…from a VA Office of the Inspector General report.
We substantiated the second allegation that pending ES [Enrollment System] records included entries for individuals reported to be deceased. As of September 2014, more than 307,000 pending ES records, or about 35 percent of all pending records, were for individuals reported as deceased by the Social Security Administration. However, due to data limitations, we could not determine specifically how many pending ES records represent veterans who applied for health care benefits. These conditions occurred because the enrollment program did not effectively define, collect, and manage enrollment data. In addition, VHA lacked adequate procedures to identify date of death information and implement necessary updates to the individual’s status. Unless VHA officials establish effective procedures to identify deceased individuals and accurately update their status, ES will continue to provide unreliable information on the status of applications for veterans seeking enrollment in the VA health care system.
Not only is the VA not trying to take care of our vets—307,000 of them died waiting to get treatment—they’re not even troubling themselves to keep records.
We substantiated the third allegation that employees incorrectly marked unprocessed applications as completed and possibly deleted 10,000 or more transactions from the Workload Reporting and Productivity (WRAP) tool over the past 5 years.
They do, though, go to the effort of covering up their non-performance (I hesitate to say “failure to perform;” that would suggest they’re trying).
And there’s this insulting bit of vapidity from the Under Secretary for Health in response to the IG’s report (the whole letter is at Appendix D of the report at the link. It doesn’t get any better).

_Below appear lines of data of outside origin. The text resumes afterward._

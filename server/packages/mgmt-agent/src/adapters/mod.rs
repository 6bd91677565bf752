//! One adapter per optional subsystem. Adapters are built per call from
//! whatever the host currently exposes and hold nothing else.

mod components;
mod configurations;
mod device_tree;
mod events;
mod health;
mod heap;
mod http;
mod logger;
mod roles;

pub use components::{ComponentSelector, ComponentsAdapter};
pub use configurations::ConfigurationsAdapter;
pub use device_tree::DeviceTreeAdapter;
pub use events::EventsAdapter;
pub use health::HealthAdapter;
pub use heap::HeapAdapter;
pub use http::HttpAdapter;
pub use logger::LoggerAdapter;
pub use roles::RolesAdapter;

use crate::capability::Capability;
use crate::dto::OpResult;

/// The interface package is wired but no service is registered.
pub(crate) fn service_missing(capability: Capability) -> OpResult {
    OpResult::error(format!("{capability} service is currently unavailable"))
}
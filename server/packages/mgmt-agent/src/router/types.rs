use std::collections::BTreeMap;

use mgmt_agent_error::{AgentError, ProblemDetails};
use serde::{Deserialize, Serialize};
use serde_json::{Map, Value};
use utoipa::ToSchema;

use crate::adapters::ComponentSelector;
use crate::dto::{DeviceValueType, RoleInfo, RoleType};
use crate::values::ConfigValue;

pub const JSONRPC_VERSION: &str = "2.0";

#[derive(Debug, Clone, Serialize, Deserialize, ToSchema)]
pub struct HealthResponse {
    pub status: String,
}

#[derive(Debug, Clone, Serialize, Deserialize, ToSchema)]
pub struct RpcRequest {
    #[serde(default = "default_jsonrpc")]
    pub jsonrpc: String,
    #[serde(default)]
    #[schema(value_type = Object)]
    pub id: Value,
    pub method: String,
    #[serde(default)]
    #[schema(value_type = Object)]
    pub params: Value,
}

fn default_jsonrpc() -> String {
    JSONRPC_VERSION.to_string()
}

impl RpcRequest {
    pub fn new(id: impl Into<Value>, method: impl Into<String>, params: Value) -> Self {
        Self {
            jsonrpc: default_jsonrpc(),
            id: id.into(),
            method: method.into(),
            params,
        }
    }
}

#[derive(Debug, Clone, Serialize, Deserialize, ToSchema)]
pub struct RpcErrorBody {
    pub code: i64,
    pub message: String,
    #[serde(default, skip_serializing_if = "Option::is_none")]
    pub data: Option<ProblemDetails>,
}

#[derive(Debug, Clone, Serialize, Deserialize, ToSchema)]
pub struct RpcResponse {
    pub jsonrpc: String,
    #[schema(value_type = Object)]
    pub id: Value,
    #[serde(default, skip_serializing_if = "Option::is_none")]
    #[schema(value_type = Object)]
    pub result: Option<Value>,
    #[serde(default, skip_serializing_if = "Option::is_none")]
    pub error: Option<RpcErrorBody>,
}

impl RpcResponse {
    pub fn success(id: Value, result: Value) -> Self {
        Self {
            jsonrpc: default_jsonrpc(),
            id,
            result: Some(result),
            error: None,
        }
    }

    pub fn failure(id: Value, err: &AgentError) -> Self {
        Self {
            jsonrpc: default_jsonrpc(),
            id,
            result: None,
            error: Some(RpcErrorBody {
                code: err.rpc_code(),
                message: err.to_string(),
                data: Some(err.to_problem_details()),
            }),
        }
    }
}

// Parameter shapes for the methods that take arguments.

fn default_start_level() -> i32 {
    1
}

fn default_true() -> bool {
    true
}

#[derive(Debug, Deserialize)]
#[serde(rename_all = "camelCase")]
pub(crate) struct InstallParams {
    #[serde(default)]
    pub location: Option<String>,
    /// Base64, standard alphabet.
    pub image: String,
    #[serde(default = "default_start_level")]
    pub start_level: i32,
}

#[derive(Debug, Deserialize)]
#[serde(rename_all = "camelCase")]
pub(crate) struct InstallFromUrlParams {
    pub location: String,
    pub url: String,
}

#[derive(Debug, Deserialize)]
#[serde(rename_all = "camelCase")]
pub(crate) struct InstallBatchParams {
    pub images: Vec<String>,
    #[serde(default = "default_start_level")]
    pub start_level: i32,
}

#[derive(Debug, Default, Deserialize)]
pub(crate) struct UnitIdsParams {
    #[serde(default)]
    pub ids: Vec<u64>,
}

#[derive(Debug, Deserialize)]
pub(crate) struct RefreshParams {
    #[serde(default = "default_true", rename = "async")]
    pub asynchronous: bool,
}

#[derive(Debug, Deserialize)]
pub(crate) struct ComponentParams {
    pub component: ComponentSelector,
}

#[derive(Debug, Deserialize)]
pub(crate) struct ConfigurationParams {
    pub pid: String,
    #[serde(default)]
    pub properties: Vec<ConfigValue>,
}

#[derive(Debug, Deserialize)]
pub(crate) struct ConfigurationsBatchParams {
    pub configurations: BTreeMap<String, Map<String, Value>>,
}

#[derive(Debug, Deserialize)]
pub(crate) struct PidParams {
    pub pid: String,
}

#[derive(Debug, Deserialize)]
#[serde(rename_all = "camelCase")]
pub(crate) struct FactoryConfigurationParams {
    pub factory_pid: String,
    #[serde(default)]
    pub properties: Vec<ConfigValue>,
}

#[derive(Debug, Deserialize)]
pub(crate) struct CreateRoleParams {
    pub name: String,
    #[serde(rename = "type")]
    pub role_type: RoleType,
}

#[derive(Debug, Deserialize)]
pub(crate) struct UpdateRoleParams {
    pub role: RoleInfo,
}

#[derive(Debug, Deserialize)]
pub(crate) struct NameParams {
    pub name: String,
}

#[derive(Debug, Deserialize)]
pub(crate) struct LoggerContextParams {
    pub name: String,
    #[serde(default)]
    pub levels: BTreeMap<String, String>,
}

#[derive(Debug, Deserialize)]
pub(crate) struct DeviceNodeParams {
    pub uri: String,
}

#[derive(Debug, Deserialize)]
pub(crate) struct DeviceUpdateParams {
    pub uri: String,
    pub value: String,
    #[serde(rename = "type")]
    pub value_type: DeviceValueType,
}

#[derive(Debug, Deserialize)]
pub(crate) struct EventParams {
    pub topic: String,
    #[serde(default)]
    pub properties: Vec<ConfigValue>,
}

#[derive(Debug, Default, Deserialize)]
pub(crate) struct HealthCheckParams {
    #[serde(default)]
    pub tags: Vec<String>,
    #[serde(default)]
    pub names: Vec<String>,
}

#[derive(Debug, Deserialize)]
pub(crate) struct RedirectParams {
    pub port: i32,
}

#[derive(Debug, Deserialize)]
pub(crate) struct TextParams {
    pub text: String,
}

#[derive(Debug, Deserialize)]
pub(crate) struct ExtensionParams {
    pub name: String,
    #[serde(default)]
    pub context: Map<String, Value>,
}
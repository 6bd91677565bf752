//! Single active interactive session multiplexed onto the link.

use std::sync::atomic::{AtomicBool, Ordering};
use std::sync::Arc;

use mgmt_agent_error::AgentError;
use tokio::io::{AsyncBufReadExt, AsyncWriteExt, BufReader};
use tokio::net::TcpListener;
use tokio::sync::mpsc::error::TrySendError;
use tokio::sync::{mpsc, Mutex};
use tokio::task::JoinHandle;

use crate::host::{HostRuntime, ShellSession};
use crate::push::{PushChannel, PushEvent};

/// No redirection.
pub const NONE: i32 = 0;
/// Local command-shell session. Every port at or below this value selects one.
pub const COMMAND_SESSION: i32 = -1;
/// Echo input back as output.
pub const CONSOLE: i32 = 1;

/// Lines buffered for a connected socket client before input is dropped.
const SOCKET_BACKLOG: usize = 64;

#[derive(Debug, Clone, Copy, PartialEq, Eq)]
pub enum RedirectTarget {
    None,
    LocalShell,
    Console,
    Socket(u16),
}

impl RedirectTarget {
    pub fn from_port(port: i32) -> Result<Self, AgentError> {
        match port {
            NONE => Ok(RedirectTarget::None),
            CONSOLE => Ok(RedirectTarget::Console),
            port if port <= COMMAND_SESSION => Ok(RedirectTarget::LocalShell),
            port => u16::try_from(port)
                .map(RedirectTarget::Socket)
                .map_err(|_| AgentError::invalid_request(format!("port {port} is out of range"))),
        }
    }
}

#[derive(Debug, Clone, Copy, PartialEq, Eq)]
pub enum RedirectOutcome {
    Unchanged,
    Switched,
}

impl RedirectOutcome {
    pub fn switched(self) -> bool {
        self == RedirectOutcome::Switched
    }
}

enum ActiveSession {
    Idle,
    Shell(Box<dyn ShellSession>),
    Console,
    Socket {
        writer: mpsc::Sender<String>,
        connected: Arc<AtomicBool>,
        task: JoinHandle<()>,
    },
}

struct Slot {
    port: i32,
    session: ActiveSession,
    last_output: Option<String>,
}

pub struct Redirector {
    host: Arc<dyn HostRuntime>,
    push: PushChannel,
    slot: Mutex<Slot>,
}

impl Redirector {
    pub fn new(host: Arc<dyn HostRuntime>, push: PushChannel) -> Self {
        Self {
            host,
            push,
            slot: Mutex::new(Slot {
                port: NONE,
                session: ActiveSession::Idle,
                last_output: None,
            }),
        }
    }

    pub async fn port(&self) -> i32 {
        self.slot.lock().await.port
    }

    pub async fn target(&self) -> RedirectTarget {
        let port = self.port().await;
        RedirectTarget::from_port(port).unwrap_or(RedirectTarget::None)
    }

    /// Switches the active target. Requesting the current port is a no-op.
    pub async fn redirect(&self, port: i32) -> Result<RedirectOutcome, AgentError> {
        let mut slot = self.slot.lock().await;
        self.redirect_locked(&mut slot, port).await
    }

    /// Forwards `text` to the active target; `false` when nothing is active
    /// or a socket target has no connected client. Never waits on a client.
    pub async fn stdin(&self, text: &str) -> Result<bool, AgentError> {
        let mut slot = self.slot.lock().await;
        Ok(self.stdin_locked(&mut slot, text).await)
    }

    /// Runs one line in a local shell session and returns its output.
    pub async fn exec_shell_command(&self, command: &str) -> Result<Option<String>, AgentError> {
        let mut slot = self.slot.lock().await;
        self.redirect_locked(&mut slot, COMMAND_SESSION).await?;
        self.stdin_locked(&mut slot, command).await;
        Ok(slot.last_output.clone())
    }

    pub async fn last_output(&self) -> Option<String> {
        self.slot.lock().await.last_output.clone()
    }

    pub async fn close(&self) {
        let mut slot = self.slot.lock().await;
        close_session(&mut slot);
    }

    async fn redirect_locked(&self, slot: &mut Slot, port: i32) -> Result<RedirectOutcome, AgentError> {
        if slot.port == port {
            return Ok(RedirectOutcome::Unchanged);
        }
        let target = RedirectTarget::from_port(port)?;
        close_session(slot);

        slot.session = match target {
            RedirectTarget::None => return Ok(RedirectOutcome::Switched),
            RedirectTarget::LocalShell => {
                let shell = self.host.command_shell().ok_or_else(|| AgentError::ShellUnavailable {
                    message: Some("command shell is not present in this runtime".to_string()),
                })?;
                let session = shell.open_session().map_err(|err| AgentError::ShellUnavailable {
                    message: Some(err.to_string()),
                })?;
                ActiveSession::Shell(session)
            }
            RedirectTarget::Console => ActiveSession::Console,
            RedirectTarget::Socket(socket_port) => self.open_socket(socket_port).await?,
        };
        slot.port = port;
        tracing::info!(port = port, target = ?target, "session redirected");
        Ok(RedirectOutcome::Switched)
    }

    async fn stdin_locked(&self, slot: &mut Slot, text: &str) -> bool {
        match &mut slot.session {
            ActiveSession::Idle => false,
            ActiveSession::Shell(session) => {
                let output = match session.execute(text) {
                    Ok(output) => output,
                    Err(err) => err.to_string(),
                };
                self.push.publish(PushEvent::Stdout(output.clone()));
                slot.last_output = Some(output);
                true
            }
            ActiveSession::Console => {
                self.push.publish(PushEvent::Stdout(text.to_string()));
                slot.last_output = Some(text.to_string());
                true
            }
            ActiveSession::Socket {
                writer, connected, ..
            } => {
                if !connected.load(Ordering::SeqCst) {
                    tracing::debug!(port = slot.port, "socket redirect has no connected client");
                    return false;
                }
                match writer.try_send(text.to_string()) {
                    Ok(()) => true,
                    Err(TrySendError::Full(_)) => {
                        tracing::warn!(port = slot.port, "socket redirect backlog full, input dropped");
                        false
                    }
                    Err(TrySendError::Closed(_)) => false,
                }
            }
        }
    }

    async fn open_socket(&self, port: u16) -> Result<ActiveSession, AgentError> {
        let listener = TcpListener::bind(("127.0.0.1", port))
            .await
            .map_err(|err| AgentError::HostFailure {
                message: format!("cannot bind redirect socket on port {port}: {err}"),
            })?;
        let (writer, mut inbound) = mpsc::channel::<String>(SOCKET_BACKLOG);
        let connected = Arc::new(AtomicBool::new(false));
        let client_flag = connected.clone();
        let push = self.push.clone();
        let task = tokio::spawn(async move {
            let (stream, peer) = match listener.accept().await {
                Ok(accepted) => accepted,
                Err(err) => {
                    tracing::warn!(port = port, error = %err, "redirect socket accept failed");
                    return;
                }
            };
            tracing::info!(port = port, peer = %peer, "redirect socket client connected");
            client_flag.store(true, Ordering::SeqCst);
            let (read_half, mut write_half) = stream.into_split();
            let mut lines = BufReader::new(read_half).lines();
            loop {
                tokio::select! {
                    line = lines.next_line() => match line {
                        Ok(Some(line)) => {
                            push.publish(PushEvent::Stdout(line));
                        }
                        _ => break,
                    },
                    text = inbound.recv() => match text {
                        Some(text) => {
                            let mut bytes = text.into_bytes();
                            bytes.push(b'\n');
                            if write_half.write_all(&bytes).await.is_err() {
                                break;
                            }
                        }
                        None => break,
                    },
                }
            }
            client_flag.store(false, Ordering::SeqCst);
            tracing::info!(port = port, "redirect socket closed");
        });
        Ok(ActiveSession::Socket {
            writer,
            connected,
            task,
        })
    }
}

fn close_session(slot: &mut Slot) {
    match std::mem::replace(&mut slot.session, ActiveSession::Idle) {
        ActiveSession::Idle => {}
        ActiveSession::Shell(mut session) => session.close(),
        ActiveSession::Console => {}
        ActiveSession::Socket { writer, task, .. } => {
            drop(writer);
            task.abort();
        }
    }
    slot.port = NONE;
}

#[cfg(test)]
mod tests {
    use super::*;

    #[test]
    fn port_sentinels_map_to_targets() {
        assert_eq!(RedirectTarget::from_port(0).unwrap(), RedirectTarget::None);
        assert_eq!(RedirectTarget::from_port(-1).unwrap(), RedirectTarget::LocalShell);
        assert_eq!(RedirectTarget::from_port(-7).unwrap(), RedirectTarget::LocalShell);
        assert_eq!(RedirectTarget::from_port(1).unwrap(), RedirectTarget::Console);
        assert_eq!(
            RedirectTarget::from_port(4000).unwrap(),
            RedirectTarget::Socket(4000)
        );
        assert!(RedirectTarget::from_port(70000).is_err());
    }
}
use std::sync::Mutex;

use tokio::sync::watch;

#[derive(Debug, Clone, Copy, PartialEq, Eq)]
pub enum LifecycleState {
    Running,
    ShuttingDown,
    Closed,
}

/// `Running -> ShuttingDown -> Closed`, entered at most once.
pub struct Lifecycle {
    state: Mutex<LifecycleState>,
    closed: watch::Sender<bool>,
}

impl Default for Lifecycle {
    fn default() -> Self {
        Self::new()
    }
}

impl Lifecycle {
    pub fn new() -> Self {
        let (closed, _rx) = watch::channel(false);
        Self {
            state: Mutex::new(LifecycleState::Running),
            closed,
        }
    }

    pub fn state(&self) -> LifecycleState {
        *self
            .state
            .lock()
            .unwrap_or_else(|poisoned| poisoned.into_inner())
    }

    pub fn is_running(&self) -> bool {
        self.state() == LifecycleState::Running
    }

    /// Returns `true` for exactly one caller, which then owns teardown.
    pub fn begin_shutdown(&self) -> bool {
        let mut state = self
            .state
            .lock()
            .unwrap_or_else(|poisoned| poisoned.into_inner());
        if *state != LifecycleState::Running {
            return false;
        }
        *state = LifecycleState::ShuttingDown;
        true
    }

    pub fn finish_shutdown(&self) {
        *self
            .state
            .lock()
            .unwrap_or_else(|poisoned| poisoned.into_inner()) = LifecycleState::Closed;
        self.closed.send_replace(true);
    }

    /// Resolves once teardown has completed.
    pub async fn closed(&self) {
        let mut rx = self.closed.subscribe();
        let _ = rx.wait_for(|closed| *closed).await;
    }
}
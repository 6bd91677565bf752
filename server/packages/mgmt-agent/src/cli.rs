use std::io::Write;
use std::sync::Arc;
use std::time::Duration;

use clap::{Args, Parser, Subcommand};
use serde_json::Value;
use thiserror::Error;
use tracing_subscriber::{layer::SubscriberExt, util::SubscriberInitExt, EnvFilter};

use crate::agent::AgentServer;
use crate::config::{AgentConfig, ConfigError, DEFAULT_HOST, DEFAULT_PORT};
use crate::controller::{ControllerClient, ControllerError};
use crate::host::InMemoryHost;
use crate::router::{build_router_with_state, AppState, AuthConfig};

#[derive(Parser, Debug)]
#[command(name = "mgmt-agent", bin_name = "mgmt-agent")]
#[command(about = "Remote management agent", version)]
#[command(arg_required_else_help = true)]
pub struct MgmtAgentCli {
    #[command(subcommand)]
    command: Command,

    #[arg(long, short = 't', global = true, env = "MGMT_AGENT_TOKEN")]
    token: Option<String>,
}

#[derive(Subcommand, Debug)]
pub enum Command {
    /// Run the agent over HTTP against a standalone in-memory runtime.
    Server(ServerArgs),
    /// Issue one management call against a running agent.
    Call(CallArgs),
    /// Keep the link to a running agent alive until it drops.
    Ping(PingArgs),
}

#[derive(Args, Debug)]
pub struct ServerArgs {
    #[arg(long, short = 'H')]
    host: Option<String>,

    #[arg(long, short = 'p')]
    port: Option<u16>,

    #[arg(long)]
    result_timeout_ms: Option<u64>,

    #[arg(long)]
    watchdog_timeout_ms: Option<u64>,
}

#[derive(Args, Debug)]
pub struct ClientArgs {
    #[arg(long, short = 'e')]
    endpoint: Option<String>,
}

#[derive(Args, Debug)]
pub struct CallArgs {
    /// Operation name, e.g. `listUnits`.
    method: String,

    /// JSON object with the call parameters.
    #[arg(long)]
    params: Option<String>,

    #[command(flatten)]
    client: ClientArgs,
}

#[derive(Args, Debug)]
pub struct PingArgs {
    #[command(flatten)]
    client: ClientArgs,

    #[arg(long, default_value_t = 20)]
    interval_secs: u64,

    /// Ping a single time and exit.
    #[arg(long)]
    once: bool,
}

#[derive(Debug, Error)]
pub enum CliError {
    #[error(transparent)]
    Config(#[from] ConfigError),
    #[error(transparent)]
    Controller(#[from] ControllerError),
    #[error("io error: {0}")]
    Io(#[from] std::io::Error),
    #[error("json error: {0}")]
    Json(#[from] serde_json::Error),
    #[error("server error: {0}")]
    Server(String),
}

pub fn run_mgmt_agent() -> Result<(), CliError> {
    let cli = MgmtAgentCli::parse();
    if let Err(err) = init_logging() {
        eprintln!("failed to init logging: {err}");
        return Err(err);
    }
    run_command(&cli.command, cli.token)
}

pub fn init_logging() -> Result<(), CliError> {
    let filter = EnvFilter::try_from_default_env().unwrap_or_else(|_| EnvFilter::new("info"));
    tracing_subscriber::registry()
        .with(filter)
        .with(
            tracing_logfmt::builder()
                .layer()
                .with_writer(std::io::stderr),
        )
        .init();
    Ok(())
}

pub fn run_command(command: &Command, token: Option<String>) -> Result<(), CliError> {
    match command {
        Command::Server(args) => run_server(args, token),
        Command::Call(args) => run_call(args, token),
        Command::Ping(args) => run_ping(args, token),
    }
}

fn server_config(args: &ServerArgs, token: Option<String>) -> Result<AgentConfig, CliError> {
    let mut config = AgentConfig::from_env()?;
    if let Some(host) = &args.host {
        config.host = host.clone();
    }
    if let Some(port) = args.port {
        config.port = port;
    }
    if token.is_some() {
        config.token = token;
    }
    if let Some(ms) = args.result_timeout_ms {
        config.result_timeout = Duration::from_millis(ms);
    }
    if let Some(ms) = args.watchdog_timeout_ms {
        config.watchdog_timeout = Duration::from_millis(ms);
    }
    Ok(config)
}

fn build_runtime() -> Result<tokio::runtime::Runtime, CliError> {
    tokio::runtime::Builder::new_multi_thread()
        .enable_all()
        .build()
        .map_err(|err| CliError::Server(err.to_string()))
}

fn run_server(args: &ServerArgs, token: Option<String>) -> Result<(), CliError> {
    let config = server_config(args, token)?;
    let auth = match config.token.clone() {
        Some(token) => AuthConfig::with_token(token),
        None => AuthConfig::disabled(),
    };
    let addr = format!("{}:{}", config.host, config.port);
    let runtime = build_runtime()?;

    runtime.block_on(async move {
        let host = InMemoryHost::standalone();
        let agent = AgentServer::new(host, config, None);
        let state = Arc::new(AppState::new(auth, agent.clone()));
        let (router, _state) = build_router_with_state(state);

        let listener = tokio::net::TcpListener::bind(&addr).await?;
        tracing::info!(addr = %addr, "agent listening");
        let shutdown_agent = agent.clone();
        axum::serve(listener, router)
            .with_graceful_shutdown(async move {
                tokio::select! {
                    _ = tokio::signal::ctrl_c() => {
                        shutdown_agent.shutdown().await;
                    }
                    _ = shutdown_agent.lifecycle().closed() => {
                        tracing::info!("link closed by controller");
                    }
                }
            })
            .await
            .map_err(|err| CliError::Server(err.to_string()))
    })
}

fn endpoint(args: &ClientArgs) -> String {
    args.endpoint
        .clone()
        .unwrap_or_else(|| format!("http://{DEFAULT_HOST}:{DEFAULT_PORT}"))
}

fn run_call(args: &CallArgs, token: Option<String>) -> Result<(), CliError> {
    let params: Value = match &args.params {
        Some(raw) => serde_json::from_str(raw)?,
        None => Value::Null,
    };
    let client = ControllerClient::new(endpoint(&args.client), token)?;
    let runtime = build_runtime()?;
    match runtime.block_on(client.call(&args.method, params)) {
        Ok(result) => write_stdout_line(&serde_json::to_string_pretty(&result)?),
        Err(ControllerError::Rpc { code, message, data }) => {
            let body = serde_json::json!({ "code": code, "message": message, "data": data });
            write_stderr_line(&serde_json::to_string_pretty(&body)?)?;
            Err(ControllerError::Rpc { code, message, data: None }.into())
        }
        Err(err) => Err(err.into()),
    }
}

fn run_ping(args: &PingArgs, token: Option<String>) -> Result<(), CliError> {
    let client = ControllerClient::new(endpoint(&args.client), token)?;
    let runtime = build_runtime()?;
    runtime.block_on(async {
        if args.once {
            let alive = client.ping().await?;
            return write_stdout_line(if alive { "alive" } else { "down" });
        }
        let interval = Duration::from_secs(args.interval_secs.max(1));
        let failure = client.keep_alive(interval).await;
        write_stderr_line(&format!("agent disconnected: {failure}"))?;
        Err(failure.into())
    })
}

fn write_stdout_line(text: &str) -> Result<(), CliError> {
    let mut out = std::io::stdout();
    out.write_all(text.as_bytes())?;
    out.write_all(b"\n")?;
    out.flush()?;
    Ok(())
}

fn write_stderr_line(text: &str) -> Result<(), CliError> {
    let mut out = std::io::stderr();
    out.write_all(text.as_bytes())?;
    out.write_all(b"\n")?;
    out.flush()?;
    Ok(())
}

#[cfg(test)]
mod tests {
    use super::*;

    #[test]
    fn flags_override_defaults() {
        let cli = MgmtAgentCli::parse_from([
            "mgmt-agent",
            "server",
            "--port",
            "9100",
            "--watchdog-timeout-ms",
            "500",
            "--token",
            "abc",
        ]);
        let Command::Server(args) = &cli.command else {
            panic!("expected server command");
        };
        let config = server_config(args, cli.token.clone()).unwrap();
        assert_eq!(config.port, 9100);
        assert_eq!(config.watchdog_timeout, Duration::from_millis(500));
        assert_eq!(config.token.as_deref(), Some("abc"));
    }

    #[test]
    fn call_parses_method_and_params() {
        let cli = MgmtAgentCli::parse_from([
            "mgmt-agent",
            "call",
            "start",
            "--params",
            r#"{"ids":[1,2]}"#,
        ]);
        let Command::Call(args) = &cli.command else {
            panic!("expected call command");
        };
        assert_eq!(args.method, "start");
        assert_eq!(args.params.as_deref(), Some(r#"{"ids":[1,2]}"#));
    }
}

We regret the inconvenience and potential hardship place on applicants for health care and we are working hard to restore Veterans’ confidence and trust in VA’s systems and staff. We have and will continue to take timely and appropriate steps to improve our services to ensure we meet the expectations of those whom we have the honor of serving.
Yeah, dying while on the VA’s who gives a patootie wait list is such a potentially inconvenient hardship.
Since the VA doesn’t care, we should honor their lack of interest. Disband the VA, and use the budget dollars that would have gone to the VA in any particular year as vouchers for our veterans which they can find, in that year, their own quality care and decent hospitals.